A2 Refereed review article in a scientific journal
Microbiota, chronic inflammation, and health: The promise of inflammatome and inflammatomics for precision medicine and health care
Authors: Zhang H., Yang Lee B.J., Wang T., Xiang X., Tan Y., Han Y., Bi Y., Zhi F., Wang X., He F., Salminen Seppo J., Zhu B., Yang R.
Publisher: Elsevier B.V.
Publication year: 2025
Journal: hLife
Journal name in source: hLife
First page : 1
Last page: 20
eISSN: 2949-9283
DOI: https://doi.org/10.1016/j.hlife.2025.04.004
Web address : https://doi.org/10.1016/j.hlife.2025.04.004
Self-archived copy’s web address: https://research.utu.fi/converis/portal/detail/Publication/492331645
The terms “inflammatome” (holistic inflammation networks) and “inflammatomics” (a novel omics field) were proposed to decode dysbiosis-driven chronic inflammation and its disease links. Inflammatomics explores microbiota–immune crosstalk, particularly innate immune interactions, revealing how dysregulated microbial communities trigger chronic inflammation underlying disorders like inflammatory bowel disease, metabolic diseases, and neurodegeneration. This discipline transcends traditional inflammation paradigms by dissecting molecular pathways connecting dysbiosis to systemic inflammation, enabling early detection and precision interventions.

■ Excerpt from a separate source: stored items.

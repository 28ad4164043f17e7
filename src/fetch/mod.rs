//! Retrying page fetcher.
//!
//! The [`Fetcher`] wraps an [`HttpGet`] capability with the run's [`RetryPolicy`]
//! and a shared [`DomainStatsTracker`]. Every attempt gets its own adaptive
//! timeout and is recorded against the URL's domain whatever its outcome.
//! A successful body is scanned for `<script>` references; nothing is executed.

mod client;
mod domain_stats;
mod retry;
mod scripts;

use std::sync::atomic::{AtomicU32, Ordering};
use std::sync::Arc;
use std::time::{Duration, Instant};

use log::{debug, warn};
use tokio_retry::RetryIf;

pub use client::{HttpGet, HttpResponse, ReqwestHttp};
pub use domain_stats::{DomainStats, DomainStatsTracker};
pub use retry::RetryPolicy;
pub use scripts::{extract_scripts, ExtractedScripts};

use crate::app::url::domain_of;
use crate::error_handling::{FetchError, ParseError};
use crate::models::ScriptRef;

/// A page that was fetched with a 2xx answer.
#[derive(Debug, Clone)]
pub struct FetchedPage {
    pub url: String,
    pub final_url: String,
    pub status: u16,
    pub html: String,
    pub scripts: Vec<ScriptRef>,
    pub parse_errors: Vec<ParseError>,
    pub elapsed: Duration,
    pub attempts: u32,
}

/// The retry policy gave up.
#[derive(Debug, Clone, PartialEq)]
pub struct FetchFailure {
    /// Error of the last attempt.
    pub error: FetchError,
    pub attempts: u32,
    pub elapsed: Duration,
}

pub struct Fetcher {
    client: Arc<dyn HttpGet>,
    domains: Arc<DomainStatsTracker>,
    policy: RetryPolicy,
}

impl Fetcher {
    pub fn new(client: Arc<dyn HttpGet>, domains: Arc<DomainStatsTracker>, policy: RetryPolicy) -> Self {
        Self {
            client,
            domains,
            policy,
        }
    }

    pub fn policy(&self) -> &RetryPolicy {
        &self.policy
    }

    pub fn domains(&self) -> &Arc<DomainStatsTracker> {
        &self.domains
    }

    /// Fetches `url`, retrying transient failures.
    ///
    /// The timeout of each attempt is the domain's adaptive timeout, lowered to
    /// `timeout_hint` when one is given. At most `max_retries + 1` attempts are made;
    /// permanent failures (most 4xx answers, invalid URLs) stop immediately.
    pub async fn fetch(&self, url: &str, timeout_hint: Option<Duration>) -> Result<FetchedPage, FetchFailure> {
        self.fetch_counted(url, timeout_hint, &AtomicU32::new(0)).await
    }

    /// [`Fetcher::fetch`] that counts attempts into `attempts` as they start, so the
    /// count is still readable if this future is dropped.
    pub async fn fetch_counted(
        &self,
        url: &str,
        timeout_hint: Option<Duration>,
        attempts: &AtomicU32,
    ) -> Result<FetchedPage, FetchFailure> {
        let start = Instant::now();
        let domain = domain_of(url);
        let domain = domain.as_str();

        let outcome = RetryIf::spawn(
            self.policy.delays(),
            || self.attempt(url, domain, timeout_hint, attempts),
            |e: &FetchError| e.is_retriable(),
        )
        .await;

        let attempts = attempts.load(Ordering::SeqCst);
        match outcome {
            Ok(response) => {
                let extracted = extract_scripts(&response.body, &response.final_url);
                debug!(
                    "Fetched {} ({} bytes, {} scripts) in {} attempt(s)",
                    url,
                    response.body.len(),
                    extracted.scripts.len(),
                    attempts
                );
                Ok(FetchedPage {
                    url: url.to_string(),
                    final_url: response.final_url,
                    status: response.status,
                    html: response.body,
                    scripts: extracted.scripts,
                    parse_errors: extracted.parse_errors,
                    elapsed: start.elapsed(),
                    attempts,
                })
            }
            Err(error) => Err(FetchFailure {
                error,
                attempts,
                elapsed: start.elapsed(),
            }),
        }
    }

    async fn attempt(
        &self,
        url: &str,
        domain: &str,
        timeout_hint: Option<Duration>,
        attempts: &AtomicU32,
    ) -> Result<HttpResponse, FetchError> {
        let attempt = attempts.fetch_add(1, Ordering::SeqCst) + 1;
        let adaptive = self.domains.timeout_for(domain).await;
        let timeout = timeout_hint.map_or(adaptive, |hint| hint.min(adaptive));
        debug!(
            "Fetching {} (attempt {}/{}, timeout {:?})",
            url,
            attempt,
            self.policy.attempts(),
            timeout
        );

        let started = Instant::now();
        let outcome = self.client.get(url, timeout).await;
        let elapsed = match &outcome {
            Ok(response) => response.elapsed,
            Err(_) => started.elapsed(),
        };
        let outcome = outcome.and_then(|response| {
            if (200..300).contains(&response.status) {
                Ok(response)
            } else {
                Err(FetchError::Status(response.status))
            }
        });

        // A definitive answer (even a 404) says the domain is reachable.
        let healthy = !matches!(&outcome, Err(e) if e.is_retriable());
        self.domains.record(domain, elapsed, healthy).await;

        if let Err(e) = &outcome {
            warn!(
                "Attempt {}/{} for {} failed: {}",
                attempt,
                self.policy.attempts(),
                url,
                e
            );
        }
        outcome
    }
}

#[cfg(test)]
mod tests {
    use super::*;
    use crate::config::AdaptiveTimeoutConfig;
    use async_trait::async_trait;
    use std::sync::Mutex;

    /// Plays back a fixed list of outcomes, repeating the last one.
    struct ScriptedHttp {
        outcomes: Vec<Result<HttpResponse, FetchError>>,
        calls: AtomicU32,
        timeouts: Mutex<Vec<Duration>>,
    }

    impl ScriptedHttp {
        fn new(outcomes: Vec<Result<HttpResponse, FetchError>>) -> Arc<Self> {
            Arc::new(Self {
                outcomes,
                calls: AtomicU32::new(0),
                timeouts: Mutex::new(Vec::new()),
            })
        }
    }

    #[async_trait]
    impl HttpGet for ScriptedHttp {
        async fn get(&self, _url: &str, timeout: Duration) -> Result<HttpResponse, FetchError> {
            let call = self.calls.fetch_add(1, Ordering::SeqCst) as usize;
            self.timeouts.lock().unwrap().push(timeout);
            let index = call.min(self.outcomes.len() - 1);
            self.outcomes[index].clone()
        }
    }

    fn ok(body: &str) -> Result<HttpResponse, FetchError> {
        Ok(HttpResponse {
            status: 200,
            body: body.to_string(),
            elapsed: Duration::from_millis(40),
            final_url: "https://example.com/".to_string(),
        })
    }

    fn fetcher(http: Arc<ScriptedHttp>, max_retries: u32) -> Fetcher {
        Fetcher::new(
            http,
            Arc::new(DomainStatsTracker::new(AdaptiveTimeoutConfig::default())),
            RetryPolicy::new(max_retries, 0.0),
        )
    }

    #[tokio::test]
    async fn test_permanent_failure_makes_exactly_max_retries_plus_one_attempts() {
        let http = ScriptedHttp::new(vec![Err(FetchError::Connect("refused".into()))]);
        let fetcher = fetcher(http.clone(), 2);

        let failure = fetcher.fetch("https://down.test/", None).await.unwrap_err();

        assert_eq!(failure.attempts, 3);
        assert_eq!(http.calls.load(Ordering::SeqCst), 3);
        assert_eq!(failure.error, FetchError::Connect("refused".into()));
        let stats = fetcher.domains().snapshot("down.test").await.unwrap();
        assert_eq!(stats.samples, 3);
        assert_eq!(stats.failures, 3);
    }

    #[tokio::test]
    async fn test_success_is_not_retried() {
        let http = ScriptedHttp::new(vec![ok("<html></html>")]);
        let page = fetcher(http.clone(), 5).fetch("https://example.com/", None).await.unwrap();
        assert_eq!(page.attempts, 1);
        assert_eq!(http.calls.load(Ordering::SeqCst), 1);
    }

    #[tokio::test]
    async fn test_transient_failure_then_success() {
        let http = ScriptedHttp::new(vec![
            Err(FetchError::Timeout(Duration::from_secs(10))),
            ok(r#"<script src="https://www.googletagmanager.com/gtm.js?id=GTM-ABCD"></script>"#),
        ]);
        let page = fetcher(http.clone(), 2).fetch("https://example.com/", None).await.unwrap();
        assert_eq!(page.attempts, 2);
        assert_eq!(page.scripts.len(), 1);
        assert_eq!(page.status, 200);
    }

    #[tokio::test]
    async fn test_client_error_status_is_permanent() {
        let http = ScriptedHttp::new(vec![Ok(HttpResponse {
            status: 404,
            body: String::new(),
            elapsed: Duration::from_millis(10),
            final_url: "https://example.com/missing".to_string(),
        })]);
        let fetcher = fetcher(http.clone(), 3);
        let failure = fetcher.fetch("https://example.com/missing", None).await.unwrap_err();
        assert_eq!(failure.error, FetchError::Status(404));
        assert_eq!(failure.attempts, 1);
        let stats = fetcher.domains().snapshot("example.com").await.unwrap();
        assert_eq!(stats.failures, 0);
    }

    #[tokio::test]
    async fn test_server_error_status_is_retried() {
        let http = ScriptedHttp::new(vec![Ok(HttpResponse {
            status: 503,
            body: String::new(),
            elapsed: Duration::from_millis(10),
            final_url: "https://example.com/".to_string(),
        })]);
        let failure = fetcher(http.clone(), 1)
            .fetch("https://example.com/", None)
            .await
            .unwrap_err();
        assert_eq!(failure.error, FetchError::Status(503));
        assert_eq!(failure.attempts, 2);
    }

    #[tokio::test]
    async fn test_attempt_count_is_visible_while_fetch_is_pending() {
        struct Hanging {
            calls: AtomicU32,
        }

        #[async_trait]
        impl HttpGet for Hanging {
            async fn get(&self, _url: &str, _timeout: Duration) -> Result<HttpResponse, FetchError> {
                if self.calls.fetch_add(1, Ordering::SeqCst) == 0 {
                    return Err(FetchError::Status(503));
                }
                std::future::pending().await
            }
        }

        let fetcher = Fetcher::new(
            Arc::new(Hanging {
                calls: AtomicU32::new(0),
            }),
            Arc::new(DomainStatsTracker::new(AdaptiveTimeoutConfig::default())),
            RetryPolicy::new(5, 0.0),
        );
        let attempts = AtomicU32::new(0);
        let outcome = tokio::time::timeout(
            Duration::from_millis(200),
            fetcher.fetch_counted("https://slow.test/", None, &attempts),
        )
        .await;

        assert!(outcome.is_err());
        assert_eq!(attempts.load(Ordering::SeqCst), 2);
    }

    #[tokio::test]
    async fn test_timeout_hint_lowers_adaptive_timeout() {
        let http = ScriptedHttp::new(vec![ok("")]);
        fetcher(http.clone(), 0)
            .fetch("https://example.com/", Some(Duration::from_secs(3)))
            .await
            .unwrap();
        fetcher(http.clone(), 0)
            .fetch("https://example.com/", Some(Duration::from_secs(60)))
            .await
            .unwrap();
        let timeouts = http.timeouts.lock().unwrap().clone();
        assert_eq!(timeouts, vec![Duration::from_secs(3), Duration::from_secs(10)]);
    }
}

It integrates evolutionary perspectives on host–microbe interactions, emphasizing the human body as a stress-sensitive “organ”. Challenges include standardizing inflammatome profiling, translating findings into clinical tools, and advancing multiomics technologies. By bridging microbial ecology, immunology, and systems medicine, inflammatomics holds a transformative potential to shift health care from reactive treatment to proactive, personalized prevention, targeting disease origins shaped by chronic inflammatome dysregulation.
Downloadable publication This is an electronic reprint of the original article. |
Funding information in the publication:
This work is supported by the National Natural Science Foundation for Key Programs of China Grants (32394054 to R.Y.).